» WORK ORDER
Copy out every line holding the string "required" from the records below.
══ DATA FOR THIS TASK ══
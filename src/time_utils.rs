// SPDX-License-Identifier: MIT
// Copyright 2026 Roland Dreier <roland@rolandd.dev>

//! Shared helpers for date/time formatting.

use chrono::{DateTime, Utc};

/// Timestamp layout SFMC expects in `keys.TimeStamp` (`Y-m-d H:i:s`).
const SFMC_TIMESTAMP_FORMAT: &str = "%Y-%m-%d %H:%M:%S";

/// Format a UTC timestamp the way the subscription endpoint expects it.
pub fn format_sfmc_timestamp(date: DateTime<Utc>) -> String {
    date.format(SFMC_TIMESTAMP_FORMAT).to_string()
}
//! Process configuration loaded from environment variables.
//!
//! SFMC credentials, endpoints and mappings are not here; they live in the
//! settings store so they can change without a restart.

use crate::services::sfmc::DEFAULT_TIMEOUT_SECS;
use std::env;
use std::path::PathBuf;
use std::time::Duration;

/// Application configuration, loaded once at startup.
#[derive(Clone)]
pub struct Config {
    /// Bearer secret required on every API route
    pub api_token: String,
    /// Server port
    pub port: u16,
    /// JSON file backing the settings store
    pub settings_path: PathBuf,
    /// JSON file backing the record store
    pub records_path: PathBuf,
    /// Timeout for each SFMC request
    pub http_timeout_secs: u64,
}

impl std::fmt::Debug for Config {
    fn fmt(&self, f: &mut std::fmt::Formatter<'_>) -> std::fmt::Result {
        f.debug_struct("Config")
            .field("api_token", &"<redacted>")
            .field("port", &self.port)
            .field("settings_path", &self.settings_path)
            .field("records_path", &self.records_path)
            .field("http_timeout_secs", &self.http_timeout_secs)
            .finish()
    }
}

impl Default for Config {
    /// Default config for testing only.
    fn default() -> Self {
        Self {
            api_token: "test_api_token".to_string(),
            port: 8080,
            settings_path: PathBuf::from("sfmc_settings.json"),
            records_path: PathBuf::from("sfmc_records.json"),
            http_timeout_secs: DEFAULT_TIMEOUT_SECS,
        }
    }
}

impl Config {
    /// Load configuration from environment variables.
    pub fn from_env() -> Result<Self, ConfigError> {
        dotenvy::dotenv().ok(); // Load .env file if present

        Ok(Self {
            api_token: env::var("API_TOKEN")
                .map(|v| v.trim().to_string())
                .ok()
                .filter(|v| !v.is_empty())
                .ok_or(ConfigError::Missing("API_TOKEN"))?,
            port: env::var("PORT")
                .unwrap_or_else(|_| "8080".to_string())
                .parse()
                .unwrap_or(8080),
            settings_path: env::var("SFMC_SETTINGS_PATH")
                .unwrap_or_else(|_| "sfmc_settings.json".to_string())
                .into(),
            records_path: env::var("SFMC_RECORDS_PATH")
                .unwrap_or_else(|_| "sfmc_records.json".to_string())
                .into(),
            http_timeout_secs: env::var("HTTP_TIMEOUT_SECS")
                .ok()
                .and_then(|v| v.parse().ok())
                .filter(|secs| *secs > 0)
                .unwrap_or(DEFAULT_TIMEOUT_SECS),
        })
    }

    pub fn http_timeout(&self) -> Duration {
        Duration::from_secs(self.http_timeout_secs)
    }
}

/// Configuration errors
#[derive(Debug, thiserror::Error)]
pub enum ConfigError {
    #[error("Missing required environment variable: {0}")]
    Missing(&'static str),
}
═══
» REPLY TO THE TASK
    /// Bearer secret required on every API route
    #[error("Missing required environment variable: {0}")]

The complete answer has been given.